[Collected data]
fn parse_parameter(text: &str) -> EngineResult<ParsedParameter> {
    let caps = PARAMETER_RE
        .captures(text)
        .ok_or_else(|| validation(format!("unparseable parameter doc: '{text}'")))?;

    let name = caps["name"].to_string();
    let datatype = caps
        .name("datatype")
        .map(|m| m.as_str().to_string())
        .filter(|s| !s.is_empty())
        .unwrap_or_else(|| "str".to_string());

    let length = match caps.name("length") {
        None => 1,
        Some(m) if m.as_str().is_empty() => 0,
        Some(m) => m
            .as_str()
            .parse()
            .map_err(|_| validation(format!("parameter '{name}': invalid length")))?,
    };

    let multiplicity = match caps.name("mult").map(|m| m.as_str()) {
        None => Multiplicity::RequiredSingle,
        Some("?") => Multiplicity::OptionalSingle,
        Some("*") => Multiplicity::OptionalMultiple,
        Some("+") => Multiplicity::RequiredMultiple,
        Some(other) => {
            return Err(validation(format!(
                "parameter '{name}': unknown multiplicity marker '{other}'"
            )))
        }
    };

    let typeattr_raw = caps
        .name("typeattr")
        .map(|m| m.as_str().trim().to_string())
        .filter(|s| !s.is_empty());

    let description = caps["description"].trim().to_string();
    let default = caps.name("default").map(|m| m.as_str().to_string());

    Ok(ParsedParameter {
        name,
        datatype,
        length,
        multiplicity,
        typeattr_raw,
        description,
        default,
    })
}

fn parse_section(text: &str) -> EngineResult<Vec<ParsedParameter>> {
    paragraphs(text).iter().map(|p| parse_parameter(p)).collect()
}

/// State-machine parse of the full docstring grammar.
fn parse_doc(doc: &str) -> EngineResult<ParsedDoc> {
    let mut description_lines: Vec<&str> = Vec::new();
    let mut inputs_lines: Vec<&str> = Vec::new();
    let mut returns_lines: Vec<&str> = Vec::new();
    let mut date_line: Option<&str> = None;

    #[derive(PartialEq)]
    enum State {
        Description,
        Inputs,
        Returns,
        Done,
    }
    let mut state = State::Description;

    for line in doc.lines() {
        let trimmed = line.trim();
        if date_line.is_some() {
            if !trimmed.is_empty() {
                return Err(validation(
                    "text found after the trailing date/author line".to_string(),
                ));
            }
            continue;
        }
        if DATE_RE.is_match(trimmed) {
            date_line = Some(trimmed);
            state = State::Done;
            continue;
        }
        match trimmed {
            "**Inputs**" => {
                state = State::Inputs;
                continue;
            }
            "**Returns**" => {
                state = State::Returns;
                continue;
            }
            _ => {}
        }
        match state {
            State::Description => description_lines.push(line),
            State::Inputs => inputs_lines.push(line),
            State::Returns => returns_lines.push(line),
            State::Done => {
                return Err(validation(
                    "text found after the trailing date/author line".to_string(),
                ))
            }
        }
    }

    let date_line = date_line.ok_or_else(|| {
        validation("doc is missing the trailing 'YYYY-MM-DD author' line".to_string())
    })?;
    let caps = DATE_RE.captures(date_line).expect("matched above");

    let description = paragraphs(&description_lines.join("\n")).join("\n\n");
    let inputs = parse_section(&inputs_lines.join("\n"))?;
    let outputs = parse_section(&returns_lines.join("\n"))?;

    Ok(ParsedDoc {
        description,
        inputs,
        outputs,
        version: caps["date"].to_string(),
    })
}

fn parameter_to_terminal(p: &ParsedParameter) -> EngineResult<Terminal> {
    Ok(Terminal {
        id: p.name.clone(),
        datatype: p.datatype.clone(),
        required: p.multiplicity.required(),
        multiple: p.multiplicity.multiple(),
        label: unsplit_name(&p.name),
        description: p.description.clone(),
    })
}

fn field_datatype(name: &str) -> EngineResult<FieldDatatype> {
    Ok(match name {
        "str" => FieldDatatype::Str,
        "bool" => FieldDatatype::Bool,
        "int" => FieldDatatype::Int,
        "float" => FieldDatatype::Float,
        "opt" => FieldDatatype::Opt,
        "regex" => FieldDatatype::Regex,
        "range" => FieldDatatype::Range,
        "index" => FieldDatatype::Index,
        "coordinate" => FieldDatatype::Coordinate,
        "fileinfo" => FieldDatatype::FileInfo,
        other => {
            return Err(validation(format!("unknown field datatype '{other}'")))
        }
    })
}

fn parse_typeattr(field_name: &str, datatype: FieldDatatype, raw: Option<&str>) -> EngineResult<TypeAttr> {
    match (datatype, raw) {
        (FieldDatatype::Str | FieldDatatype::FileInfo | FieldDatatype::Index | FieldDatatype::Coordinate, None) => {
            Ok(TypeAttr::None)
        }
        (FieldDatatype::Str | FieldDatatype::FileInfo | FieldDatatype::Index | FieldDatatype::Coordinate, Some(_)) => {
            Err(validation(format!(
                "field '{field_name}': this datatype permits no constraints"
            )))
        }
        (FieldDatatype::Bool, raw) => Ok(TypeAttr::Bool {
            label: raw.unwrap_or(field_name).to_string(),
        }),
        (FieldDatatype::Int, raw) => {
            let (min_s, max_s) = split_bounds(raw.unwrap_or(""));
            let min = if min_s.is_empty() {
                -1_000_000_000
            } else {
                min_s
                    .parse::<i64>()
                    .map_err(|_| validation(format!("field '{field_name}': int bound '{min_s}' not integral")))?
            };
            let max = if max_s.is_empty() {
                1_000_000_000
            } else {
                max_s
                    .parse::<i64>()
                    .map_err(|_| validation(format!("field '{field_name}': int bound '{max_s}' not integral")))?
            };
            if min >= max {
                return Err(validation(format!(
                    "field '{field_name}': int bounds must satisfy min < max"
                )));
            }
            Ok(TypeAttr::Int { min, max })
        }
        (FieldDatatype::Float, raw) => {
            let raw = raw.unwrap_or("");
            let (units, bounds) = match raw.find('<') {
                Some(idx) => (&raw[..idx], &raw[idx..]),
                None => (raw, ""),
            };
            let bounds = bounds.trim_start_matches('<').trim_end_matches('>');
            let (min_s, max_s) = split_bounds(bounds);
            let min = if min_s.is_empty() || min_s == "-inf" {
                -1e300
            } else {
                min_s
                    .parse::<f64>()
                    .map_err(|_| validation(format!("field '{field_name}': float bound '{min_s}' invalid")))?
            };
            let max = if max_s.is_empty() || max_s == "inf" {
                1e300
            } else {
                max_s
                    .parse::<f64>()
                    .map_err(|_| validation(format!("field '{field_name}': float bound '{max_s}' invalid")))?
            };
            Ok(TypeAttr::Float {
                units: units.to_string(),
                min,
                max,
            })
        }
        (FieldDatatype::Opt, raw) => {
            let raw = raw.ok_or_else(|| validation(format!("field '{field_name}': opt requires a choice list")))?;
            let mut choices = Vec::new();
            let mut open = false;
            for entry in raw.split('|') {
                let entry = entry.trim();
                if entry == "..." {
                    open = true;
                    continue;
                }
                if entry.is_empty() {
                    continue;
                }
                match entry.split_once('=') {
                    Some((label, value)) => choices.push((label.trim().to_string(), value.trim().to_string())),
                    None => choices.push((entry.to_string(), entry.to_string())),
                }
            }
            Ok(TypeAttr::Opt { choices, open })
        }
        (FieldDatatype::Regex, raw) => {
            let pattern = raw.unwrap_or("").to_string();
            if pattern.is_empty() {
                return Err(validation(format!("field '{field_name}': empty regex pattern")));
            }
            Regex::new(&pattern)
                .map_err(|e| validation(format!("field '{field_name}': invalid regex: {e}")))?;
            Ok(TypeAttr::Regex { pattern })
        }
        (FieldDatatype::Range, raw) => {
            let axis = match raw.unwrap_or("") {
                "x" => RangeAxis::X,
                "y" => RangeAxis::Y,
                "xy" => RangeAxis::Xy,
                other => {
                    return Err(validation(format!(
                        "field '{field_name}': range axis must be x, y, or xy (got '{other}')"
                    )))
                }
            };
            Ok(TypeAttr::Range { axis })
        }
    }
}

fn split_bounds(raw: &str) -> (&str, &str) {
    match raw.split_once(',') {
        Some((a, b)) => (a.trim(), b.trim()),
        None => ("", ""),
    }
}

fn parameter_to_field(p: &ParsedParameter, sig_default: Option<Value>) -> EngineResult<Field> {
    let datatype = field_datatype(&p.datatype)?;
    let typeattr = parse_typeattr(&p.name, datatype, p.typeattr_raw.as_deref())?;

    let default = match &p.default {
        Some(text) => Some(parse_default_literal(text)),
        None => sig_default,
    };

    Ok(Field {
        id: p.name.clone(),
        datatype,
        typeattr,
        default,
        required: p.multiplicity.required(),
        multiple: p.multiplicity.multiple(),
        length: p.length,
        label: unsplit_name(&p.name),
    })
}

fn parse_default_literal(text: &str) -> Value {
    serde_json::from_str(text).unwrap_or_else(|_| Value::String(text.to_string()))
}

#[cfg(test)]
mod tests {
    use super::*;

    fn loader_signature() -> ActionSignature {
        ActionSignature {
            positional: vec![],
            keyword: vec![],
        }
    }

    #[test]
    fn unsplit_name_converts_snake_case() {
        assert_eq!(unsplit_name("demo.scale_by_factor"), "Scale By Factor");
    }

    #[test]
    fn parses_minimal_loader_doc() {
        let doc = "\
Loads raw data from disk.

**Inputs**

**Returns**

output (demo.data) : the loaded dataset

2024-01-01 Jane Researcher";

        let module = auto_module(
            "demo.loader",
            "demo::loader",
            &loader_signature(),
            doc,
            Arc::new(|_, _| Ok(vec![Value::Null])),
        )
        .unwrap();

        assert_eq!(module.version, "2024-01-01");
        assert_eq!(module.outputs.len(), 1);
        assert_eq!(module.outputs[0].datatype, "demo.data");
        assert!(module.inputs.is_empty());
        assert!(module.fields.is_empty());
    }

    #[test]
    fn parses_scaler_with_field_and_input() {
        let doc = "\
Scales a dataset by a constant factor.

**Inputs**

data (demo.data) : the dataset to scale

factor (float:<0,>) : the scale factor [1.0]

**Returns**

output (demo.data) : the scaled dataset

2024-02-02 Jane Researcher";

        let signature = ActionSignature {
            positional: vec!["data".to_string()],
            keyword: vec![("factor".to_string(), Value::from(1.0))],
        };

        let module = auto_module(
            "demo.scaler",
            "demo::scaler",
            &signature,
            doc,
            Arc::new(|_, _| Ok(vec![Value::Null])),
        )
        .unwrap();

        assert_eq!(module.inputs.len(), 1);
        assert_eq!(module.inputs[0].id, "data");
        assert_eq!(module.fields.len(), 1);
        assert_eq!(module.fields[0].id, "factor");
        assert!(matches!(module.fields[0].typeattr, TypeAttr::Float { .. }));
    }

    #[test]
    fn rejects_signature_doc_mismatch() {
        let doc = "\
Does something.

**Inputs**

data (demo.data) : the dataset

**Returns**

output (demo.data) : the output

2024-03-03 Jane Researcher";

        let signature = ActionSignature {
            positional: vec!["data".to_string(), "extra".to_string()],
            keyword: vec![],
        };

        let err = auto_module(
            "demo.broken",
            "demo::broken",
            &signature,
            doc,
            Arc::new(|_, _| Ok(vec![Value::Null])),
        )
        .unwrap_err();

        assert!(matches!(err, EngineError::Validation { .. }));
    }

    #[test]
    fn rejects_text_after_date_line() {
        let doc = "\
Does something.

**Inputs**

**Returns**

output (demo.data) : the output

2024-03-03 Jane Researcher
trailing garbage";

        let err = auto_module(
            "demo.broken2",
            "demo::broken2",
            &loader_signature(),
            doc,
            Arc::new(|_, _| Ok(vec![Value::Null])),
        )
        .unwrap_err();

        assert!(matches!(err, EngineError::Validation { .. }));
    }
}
--
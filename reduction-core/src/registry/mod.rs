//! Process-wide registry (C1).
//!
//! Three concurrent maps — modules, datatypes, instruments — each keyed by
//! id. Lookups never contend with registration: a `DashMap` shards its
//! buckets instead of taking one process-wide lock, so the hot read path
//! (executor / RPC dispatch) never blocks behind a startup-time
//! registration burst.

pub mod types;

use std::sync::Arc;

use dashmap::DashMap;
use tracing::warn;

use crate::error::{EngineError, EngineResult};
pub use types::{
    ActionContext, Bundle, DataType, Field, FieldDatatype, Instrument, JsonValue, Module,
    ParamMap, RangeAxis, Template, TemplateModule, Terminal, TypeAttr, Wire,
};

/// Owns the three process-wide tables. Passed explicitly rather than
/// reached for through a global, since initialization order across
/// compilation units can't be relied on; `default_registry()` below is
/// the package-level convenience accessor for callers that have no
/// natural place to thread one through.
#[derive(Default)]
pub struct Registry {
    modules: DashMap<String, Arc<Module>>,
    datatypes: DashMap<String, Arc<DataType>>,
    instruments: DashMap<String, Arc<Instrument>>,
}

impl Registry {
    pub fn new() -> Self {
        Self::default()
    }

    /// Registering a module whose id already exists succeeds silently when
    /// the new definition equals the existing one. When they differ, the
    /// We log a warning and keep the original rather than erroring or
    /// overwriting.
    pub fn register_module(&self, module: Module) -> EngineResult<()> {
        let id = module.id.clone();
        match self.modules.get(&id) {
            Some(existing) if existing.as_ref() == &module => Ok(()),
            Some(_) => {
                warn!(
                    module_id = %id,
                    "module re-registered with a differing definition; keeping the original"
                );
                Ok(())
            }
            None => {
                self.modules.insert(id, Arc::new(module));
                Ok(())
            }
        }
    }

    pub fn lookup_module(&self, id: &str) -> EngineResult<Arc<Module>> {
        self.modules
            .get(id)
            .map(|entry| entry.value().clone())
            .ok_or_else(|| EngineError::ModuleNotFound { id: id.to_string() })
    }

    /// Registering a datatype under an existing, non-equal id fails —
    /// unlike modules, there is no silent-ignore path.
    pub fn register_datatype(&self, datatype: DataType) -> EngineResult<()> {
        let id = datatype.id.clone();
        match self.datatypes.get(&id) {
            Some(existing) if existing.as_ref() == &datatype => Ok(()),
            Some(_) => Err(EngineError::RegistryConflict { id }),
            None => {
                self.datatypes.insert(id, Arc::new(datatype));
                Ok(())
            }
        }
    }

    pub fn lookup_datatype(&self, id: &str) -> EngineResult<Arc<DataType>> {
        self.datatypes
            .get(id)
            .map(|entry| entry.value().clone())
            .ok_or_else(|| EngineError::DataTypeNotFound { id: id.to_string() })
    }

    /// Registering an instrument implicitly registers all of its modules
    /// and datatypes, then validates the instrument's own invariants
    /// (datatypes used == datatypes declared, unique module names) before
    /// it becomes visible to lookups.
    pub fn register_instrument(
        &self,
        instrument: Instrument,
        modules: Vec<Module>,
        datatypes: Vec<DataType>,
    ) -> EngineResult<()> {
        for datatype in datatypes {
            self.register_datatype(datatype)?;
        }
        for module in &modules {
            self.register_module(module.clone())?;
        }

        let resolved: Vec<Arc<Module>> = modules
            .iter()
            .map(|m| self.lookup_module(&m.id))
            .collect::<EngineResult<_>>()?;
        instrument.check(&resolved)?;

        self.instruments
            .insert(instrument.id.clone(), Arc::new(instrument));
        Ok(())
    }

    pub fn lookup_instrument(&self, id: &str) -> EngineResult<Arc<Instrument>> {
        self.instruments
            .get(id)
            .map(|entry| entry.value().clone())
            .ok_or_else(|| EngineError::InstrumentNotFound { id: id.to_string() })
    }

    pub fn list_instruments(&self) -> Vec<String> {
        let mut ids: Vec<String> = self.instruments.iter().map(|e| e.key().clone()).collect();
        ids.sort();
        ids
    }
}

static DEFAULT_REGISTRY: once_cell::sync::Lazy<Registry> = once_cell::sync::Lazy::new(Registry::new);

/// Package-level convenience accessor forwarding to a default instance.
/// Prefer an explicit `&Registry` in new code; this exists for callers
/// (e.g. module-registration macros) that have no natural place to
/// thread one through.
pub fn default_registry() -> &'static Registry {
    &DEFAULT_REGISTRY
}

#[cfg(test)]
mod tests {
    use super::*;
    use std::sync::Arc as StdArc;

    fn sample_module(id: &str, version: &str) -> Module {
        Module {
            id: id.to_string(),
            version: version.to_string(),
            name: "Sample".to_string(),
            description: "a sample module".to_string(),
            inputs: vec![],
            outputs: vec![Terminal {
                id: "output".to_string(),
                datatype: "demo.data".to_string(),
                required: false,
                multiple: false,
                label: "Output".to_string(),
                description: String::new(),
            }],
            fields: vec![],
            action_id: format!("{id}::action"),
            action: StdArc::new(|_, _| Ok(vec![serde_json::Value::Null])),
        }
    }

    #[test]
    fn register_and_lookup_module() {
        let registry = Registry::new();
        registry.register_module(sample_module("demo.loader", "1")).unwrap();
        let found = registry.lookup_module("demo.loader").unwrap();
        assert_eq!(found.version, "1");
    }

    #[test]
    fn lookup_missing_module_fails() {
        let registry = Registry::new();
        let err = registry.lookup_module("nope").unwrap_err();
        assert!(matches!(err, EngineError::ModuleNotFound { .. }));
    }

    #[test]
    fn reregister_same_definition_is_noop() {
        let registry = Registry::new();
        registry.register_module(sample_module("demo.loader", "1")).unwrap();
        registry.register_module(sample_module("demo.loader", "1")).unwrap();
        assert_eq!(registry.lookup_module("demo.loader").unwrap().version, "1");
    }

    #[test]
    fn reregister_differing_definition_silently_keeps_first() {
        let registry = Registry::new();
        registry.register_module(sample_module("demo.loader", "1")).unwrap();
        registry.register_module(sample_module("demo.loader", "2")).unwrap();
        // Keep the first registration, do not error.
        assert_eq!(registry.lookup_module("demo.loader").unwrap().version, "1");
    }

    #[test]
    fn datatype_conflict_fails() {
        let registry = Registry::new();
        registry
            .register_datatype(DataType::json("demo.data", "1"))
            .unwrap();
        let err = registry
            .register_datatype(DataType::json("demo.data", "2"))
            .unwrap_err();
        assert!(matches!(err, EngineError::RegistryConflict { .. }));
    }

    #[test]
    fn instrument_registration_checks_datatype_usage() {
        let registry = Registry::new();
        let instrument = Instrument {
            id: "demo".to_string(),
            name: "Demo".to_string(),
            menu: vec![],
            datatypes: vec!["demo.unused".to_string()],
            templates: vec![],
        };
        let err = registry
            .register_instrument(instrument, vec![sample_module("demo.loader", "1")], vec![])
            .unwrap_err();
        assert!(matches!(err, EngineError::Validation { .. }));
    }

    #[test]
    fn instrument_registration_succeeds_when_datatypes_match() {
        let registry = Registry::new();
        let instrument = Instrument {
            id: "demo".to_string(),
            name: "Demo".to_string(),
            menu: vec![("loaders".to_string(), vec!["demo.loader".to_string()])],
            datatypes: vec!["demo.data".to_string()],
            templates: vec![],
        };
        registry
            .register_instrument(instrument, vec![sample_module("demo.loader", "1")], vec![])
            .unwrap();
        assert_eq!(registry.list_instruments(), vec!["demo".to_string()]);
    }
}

PROBLEM: Using the records above, determine how many lines hold the word "Bool", and answer with that figure only.

EXERCISE RESULT: 2